Сапиентия ждала, пока за ширмой установят ее походную кровать. Хью был прямо-таки воплощением грации и благопристойности. Если верно утверждение, что добродетель ярче проявляется в совершенных формах, то он воистину был добродетелен.
— Ох, Владычица, — пробормотала Росвита себе под нос, поймав себя на том, что слишком интересуется молодым священником. Она была уверена, что уже не способна испытывать волнения плоти.
— Он просто красавчик, — неожиданно сказала Теофану, вставая. — Сказано ведь в псалме: «И возжелает Владычица твоей красоты». — И она направилась к своему ложу, скромно расположенному за занавесом рядом с кроватью сестры.
— Боюсь, ничего хорошего это не предвещает. — Росвита поставила свой кубок и встала. Просто ли невзлюбила за что-то умница Теофану Хью или завидовала сестре, нашедшей, скажем откровенно, такого любовника?
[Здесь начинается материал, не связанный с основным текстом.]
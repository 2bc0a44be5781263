// Interactive session for `harada repl`.
//
// One board for the whole session, so selection carries between lines
// the way it does in a graphical editor.

use std::io::{self, BufRead, Write};

use harada_client::{ClientError, SuggestionBackend};
use harada_engine::assist::RequestGate;
use harada_engine::board::{Board, BoardError};
use harada_engine::store::BoardStore;

use crate::board_ops;
use crate::render;
use crate::CliError;

const HELP: &str = "\
Commands:
  show                  draw the board
  select <cell>         select a cell (ids: r1c1..r9c9, goal)
  deselect              clear the selection
  get [cell]            print a cell (default: selected)
  set <cell> <text...>  replace a cell's text
  clear <cell>          empty a cell
  ask <question...>     suggest text for the selected cell
  reset                 restore the empty board
  reset-all             restore the board and forget onboarding
  help                  this list
  quit                  leave";

/// Run until `quit` or end of input, then flush pending store work.
pub fn run<S: BoardStore, R: BufRead, W: Write>(
    board: &mut Board<S>,
    backend: &Result<Box<dyn SuggestionBackend>, ClientError>,
    input: &mut R,
    out: &mut W,
    width: usize,
) -> io::Result<()> {
    let mut gate = RequestGate::new();
    let mut line = String::new();

    writeln!(out, "Harada board. Type `help` for commands.")?;
    loop {
        match board.selected() {
            Some(id) => write!(out, "harada [{}]> ", id)?,
            None => write!(out, "harada> ")?,
        }
        out.flush()?;

        line.clear();
        if input.read_line(&mut line)? == 0 {
            writeln!(out)?;
            break;
        }
        let line = line.trim();
        if line.is_empty() {
            continue;
        }
        let (command, rest) = match line.split_once(char::is_whitespace) {
            Some((c, r)) => (c, r.trim()),
            None => (line, ""),
        };

        let result = match command {
            "quit" | "exit" => break,
            "help" | "?" => writeln!(out, "{}", HELP).map_err(CliError::from),
            "show" => write!(out, "{}", render::render_board(board.values(), board.selected(), width))
                .map_err(CliError::from),
            "select" if rest.is_empty() => Err(CliError::usage("usage: select <cell>")),
            "select" => board
                .select_cell(Some(rest))
                .map_err(CliError::board)
                .and_then(|()| {
                    let text = board_ops::describe_cell(board, rest).unwrap_or_default();
                    write!(out, "{}", text).map_err(CliError::from)
                }),
            "deselect" => board.select_cell(None).map_err(CliError::board),
            "get" => {
                let id = if rest.is_empty() { board.selected() } else { Some(rest) };
                match id {
                    None => Err(CliError::usage("usage: get <cell>")),
                    Some(id) => match board.value(id) {
                        Some(text) => writeln!(out, "{}", text).map_err(CliError::from),
                        None => Err(CliError::board(BoardError::UnknownCell(id.to_string()))),
                    },
                }
            }
            "set" => match rest.split_once(char::is_whitespace) {
                Some((id, text)) => board.set_cell_value(id, text.trim()).map_err(CliError::board),
                None if !rest.is_empty() => board.set_cell_value(rest, "").map_err(CliError::board),
                None => Err(CliError::usage("usage: set <cell> <text...>")),
            },
            "clear" if rest.is_empty() => Err(CliError::usage("usage: clear <cell>")),
            "clear" => board.set_cell_value(rest, "").map_err(CliError::board),
            "ask" => board
                .assist_request(rest)
                .map_err(CliError::validation)
                .and_then(|_| match backend {
                    Ok(backend) => board_ops::ask(board, &mut gate, backend.as_ref(), rest),
                    Err(e) => Err(CliError::assist_config(e)),
                })
                .and_then(|text| writeln!(out, "{}", text).map_err(CliError::from)),
            "reset" => board.reset_board().map_err(CliError::board),
            "reset-all" => board.reset_all_data().map_err(CliError::board),
            other => Err(CliError::usage(format!("unknown command '{}' (try `help`)", other))),
        };

        if let Err(e) = result {
            writeln!(out, "error: {}", e.message)?;
            if let Some(hint) = e.hint {
                writeln!(out, "hint:  {}", hint)?;
            }
        }
    }

    if let Err(e) = board.flush() {
        writeln!(out, "error: {}", e)?;
    }
    Ok(())
}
Конечно, Сапиентия не могла устоять, даже отдавая себе отчет в том, что он монах. В конце концов, она наследная принцесса и ей было необходимо забеременеть, чтобы подтвердить права на трон. Можно было сказать, как выразилась Теофану, что Хью просто выполнил свой долг, принес пользу.
Один за другим гасли факелы, придворные и слуги укладывались в зале охотничьей усадьбы.
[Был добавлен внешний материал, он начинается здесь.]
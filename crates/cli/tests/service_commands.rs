// Integration tests for `harada assist` and `harada export` against a mock service.
// Run with: cargo test -p harada-cli --test service_commands

use std::process::{Command, Output};

use httpmock::prelude::*;
use serde_json::json;
use tempfile::TempDir;

struct Sandbox {
    config: TempDir,
    store: TempDir,
}

impl Sandbox {
    /// Sandbox whose settings point assist and export at `base_url`.
    fn for_service(base_url: &str) -> Self {
        let sandbox = Self {
            config: TempDir::new().unwrap(),
            store: TempDir::new().unwrap(),
        };
        let settings = json!({
            "service.baseUrl": base_url,
            "export.defaultFilename": "fallback.pdf",
            "assist": { "provider": "service" }
        });
        std::fs::write(
            sandbox.config.path().join("settings.json"),
            serde_json::to_string_pretty(&settings).unwrap(),
        )
        .unwrap();
        sandbox
    }

    fn run(&self, args: &[&str]) -> Output {
        Command::new(env!("CARGO_BIN_EXE_harada"))
            .args(args)
            .env("HARADA_CONFIG_DIR", self.config.path())
            .env("HARADA_STORE_DIR", self.store.path())
            .env_remove("HARADA_LOG")
            .output()
            .expect("failed to run harada")
    }
}

fn stdout(output: &Output) -> String {
    String::from_utf8_lossy(&output.stdout).to_string()
}

fn assert_exit(output: &Output, code: i32) {
    assert_eq!(
        output.status.code(),
        Some(code),
        "expected exit {}, got {:?}\nstderr: {}",
        code,
        output.status.code(),
        String::from_utf8_lossy(&output.stderr),
    );
}

#[test]
fn assist_writes_suggestion() {
    let server = MockServer::start();
    let mock = server.mock(|when, then| {
        when.method(POST).path("/api/recommendations").json_body(json!({
            "type": "cell-help",
            "helpQuestion": "make it measurable",
            "cellVariant": "section",
            "existingContent": "Fast",
            "cellId": "r2c2"
        }));
        then.status(200)
            .json_body(json!({ "recommendation": "Run 5k in under 25 minutes" }));
    });

    let sandbox = Sandbox::for_service(&server.base_url());
    sandbox.run(&["set", "r2c2", "Fast"]);
    let output = sandbox.run(&["assist", "r2c2", "make", "it", "measurable"]);
    assert_exit(&output, 0);
    mock.assert();
    assert_eq!(stdout(&output).trim_end(), "Run 5k in under 25 minutes");
    assert_eq!(
        stdout(&sandbox.run(&["get", "r2c2"])).trim_end(),
        "Run 5k in under 25 minutes"
    );
}

#[test]
fn assist_service_error_leaves_cell() {
    let server = MockServer::start();
    server.mock(|when, then| {
        when.method(POST).path("/api/recommendations");
        then.status(500)
            .json_body(json!({ "error": "Failed to generate recommendation" }));
    });

    let sandbox = Sandbox::for_service(&server.base_url());
    sandbox.run(&["set", "goal", "Original"]);
    let output = sandbox.run(&["assist", "goal", "rephrase"]);
    assert_exit(&output, 14);
    assert!(String::from_utf8_lossy(&output.stderr).contains("Failed to generate recommendation"));
    assert_eq!(stdout(&sandbox.run(&["get", "goal"])).trim_end(), "Original");
}

#[test]
fn assist_empty_recommendation_is_rejected() {
    let server = MockServer::start();
    server.mock(|when, then| {
        when.method(POST).path("/api/recommendations");
        then.status(200).json_body(json!({ "recommendation": "   " }));
    });

    let sandbox = Sandbox::for_service(&server.base_url());
    assert_exit(&sandbox.run(&["assist", "r1c1", "ideas"]), 14);
    assert_eq!(stdout(&sandbox.run(&["get", "r1c1"])).trim_end(), "");
}

#[test]
fn assist_validates_before_calling_service() {
    let server = MockServer::start();
    let mock = server.mock(|when, then| {
        when.method(POST).path("/api/recommendations");
        then.status(200).json_body(json!({ "recommendation": "x" }));
    });

    let sandbox = Sandbox::for_service(&server.base_url());
    assert_exit(&sandbox.run(&["assist", "r4c4", "ideas"]), 3);
    assert_exit(&sandbox.run(&["assist", "r1c1", " "]), 4);
    mock.assert_hits(0);
}

#[test]
fn export_uses_service_filename() {
    let server = MockServer::start();
    let mock = server.mock(|when, then| {
        when.method(POST).path("/api/generate-pdf");
        then.status(200)
            .header("content-type", "application/pdf")
            .header("content-disposition", "attachment; filename=\"my-harada.pdf\"")
            .body("%PDF-1.4 board");
    });

    let sandbox = Sandbox::for_service(&server.base_url());
    sandbox.run(&["set", "goal", "Ship the app"]);
    let out_dir = TempDir::new().unwrap();
    let output = sandbox.run(&["export", "-o", out_dir.path().to_str().unwrap()]);
    assert_exit(&output, 0);
    mock.assert();

    let path = out_dir.path().join("my-harada.pdf");
    assert_eq!(std::fs::read(&path).unwrap(), b"%PDF-1.4 board");
    assert!(stdout(&output).contains("my-harada.pdf"));
}

#[test]
fn export_falls_back_to_configured_filename() {
    let server = MockServer::start();
    server.mock(|when, then| {
        when.method(POST).path("/api/generate-pdf");
        then.status(200).body("%PDF-1.4");
    });

    let sandbox = Sandbox::for_service(&server.base_url());
    let out_dir = TempDir::new().unwrap();
    assert_exit(&sandbox.run(&["export", "-o", out_dir.path().to_str().unwrap()]), 0);
    assert!(out_dir.path().join("fallback.pdf").exists());
}

#[test]
fn export_service_error_exits_21() {
    let server = MockServer::start();
    server.mock(|when, then| {
        when.method(POST).path("/api/generate-pdf");
        then.status(500).json_body(json!({ "error": "Failed to generate PDF" }));
    });

    let sandbox = Sandbox::for_service(&server.base_url());
    let out_dir = TempDir::new().unwrap();
    let output = sandbox.run(&["export", "-o", out_dir.path().to_str().unwrap()]);
    assert_exit(&output, 21);
    assert_eq!(std::fs::read_dir(out_dir.path()).unwrap().count(), 0);
}
impl CliError {
    pub fn usage(msg: impl Into<String>) -> Self {
        Self { code: EXIT_USAGE, message: msg.into(), hint: None }
    }

    pub fn board(err: BoardError) -> Self {
        match err {
            BoardError::UnknownCell(_) => Self {
                code: EXIT_UNKNOWN_CELL,
                message: err.to_string(),
                hint: Some("cell ids are r1c1..r9c9 (outside the centre block) and goal".to_string()),
            },
            BoardError::NotSelected { .. } => Self {
                code: exit_codes::EXIT_ASSIST_DISCARDED,
                message: err.to_string(),
                hint: None,
            },
            BoardError::Storage(_) => Self {
                code: EXIT_STORE_WRITE,
                message: err.to_string(),
                hint: Some("check the store directory (harada status)".to_string()),
            },
        }
    }

    pub fn store_read(err: StoreError) -> Self {
        Self { code: EXIT_STORE_READ, message: err.to_string(), hint: None }
    }

    pub fn validation(err: ValidationError) -> Self {
        let code = match err {
            ValidationError::UnknownCell(_) => EXIT_UNKNOWN_CELL,
            ValidationError::NoSelection | ValidationError::EmptyQuestion => EXIT_INVALID_REQUEST,
        };
        Self { code, message: err.to_string(), hint: None }
    }

    pub fn busy(err: GateError) -> Self {
        Self { code: EXIT_BUSY, message: err.to_string(), hint: None }
    }

    /// Assist provider could not be set up.
    pub fn assist_config(err: &ClientError) -> Self {
        let hint = match err {
            ClientError::MissingKey => {
                Some("store a key with `harada key set <provider>` or set HARADA_<PROVIDER>_KEY".to_string())
            }
            ClientError::NotConfigured(_) => Some(format!(
                "edit \"assist\" and \"service.baseUrl\" in {}",
                Settings::config_path_display()
            )),
            _ => None,
        };
        Self { code: assist_exit_code(err), message: err.to_string(), hint }
    }

    /// Add a hint to an existing error.
    pub fn with_hint(mut self, hint: impl Into<String>) -> Self {
        self.hint = Some(hint.into());
        self
    }
}

impl From<io::Error> for CliError {
    fn from(e: io::Error) -> Self {
        Self { code: EXIT_ERROR, message: e.to_string(), hint: None }
    }
}

/// Retry any store work the command left behind.
fn finish(mut board: CliBoard) -> Result<(), CliError> {
    board.flush().map_err(CliError::board)
}

fn require_cell(cell: &str) -> Result<(), CliError> {
    if catalog::contains(cell) {
        Ok(())
    } else {
        Err(CliError::board(BoardError::UnknownCell(cell.to_string())))
    }
}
На следующий день король собирался затравить оленя. А для некоторых эта ночь будет беспокойна. Лиат стащила рукавицы и задеревеневшими от холода пальцами нащупала золотое перо. Повинуясь инстинктивному страху, она не стала подбирать белое перо, лежавшее рядом с телом убитого отца. Теперь она знала, кому принадлежат такие перья. Но золотое перо, выхваченное из пепла угасающего костра, в пламени которого она видела старого волшебника Аои, несло в себе надежду.
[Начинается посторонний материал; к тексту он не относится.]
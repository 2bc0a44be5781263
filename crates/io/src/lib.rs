// Durable board stores

pub mod files;
pub mod sqlite;

pub use files::FileStore;
pub use sqlite::SqliteStore;
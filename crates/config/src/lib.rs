// Configuration loading

pub mod ai;
pub mod settings;

pub use settings::{AssistProvider, AssistSettings, Settings, StorageBackend};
Ласково поглаживая перо, она смотрела на огонь, думая о Ханне. Однажды ей довелось увидеть Ханну внутренним зрением: сквозь огонь просматривалась извилистая горная дорога, заваленная камнями. Что это было — ее страхи или Ханна действительно попала в беду?
Где она теперь? Лиат сосредоточилась, не выпуская перо из пальцев и пристально глядя в огонь костра. Ее взору открылись видения.
Стоящий посредине площадки камень горит в огне, порожденном магией: пламя полыхает само и не дает тепла. Плоский камень, сидя на котором с ней однажды разговаривал волшебник Аои, пустует. Стебли растений лежат у камня, ожидая его возвращения. На камне лежит короткая веревка. Куда он ушел? Когда он вернется? Но горящий камень — это окно, ставни которого распахнуты. Она заглядывает внутрь.
Ханна на коне, в сопровождении трех потрепанных «львов» движется по зеленой Волине. Восходящее солнце отражается в ее значке «орла». Они покидают деревню, состоящую из нескольких жалких домишек, крытых соломой. Некоторые крыши повреждены огнем. Опален и деревянный частокол деревни. За палисадом бугорки свежих могил, дальше — пустые поля, засыпанные снегом.
Брови Ханны покрыты инеем. В руке она держит сломанную стрелу с железным наконечником и странным оперением. Лиат никогда не видела таких перьев. «Львы» идут с мрачными лицами и поют походную песню. Слов Лиат разобрать не может, но песня невеселая. Жители деревни собрались у ворот, провожая уходящих. Парень с узелком на плече догоняет уходящих. Мать плачет, но не удерживает сына. «Львы» принимают юношу. Ханна пристально смотрит вперед, на запад.
Почему с ними нет Вулфера? Перо щекочет ладонь, костер трещит. Перед ней большой зал, освещенный зимним солнцем и множеством свечей. Мужчина почтительно идет по залу, как положено перед лицом аристократа. Он кланяется не видимой ей особе. Она узнает его. Это Вулфер. На стенах за ним она видит фрески со сценами мученичества семерых апостолов — Текли, Петра, Матиаса, Марка, Иоанны, Луции и Мариина. Возможно, это приемная скопоса в Дарре.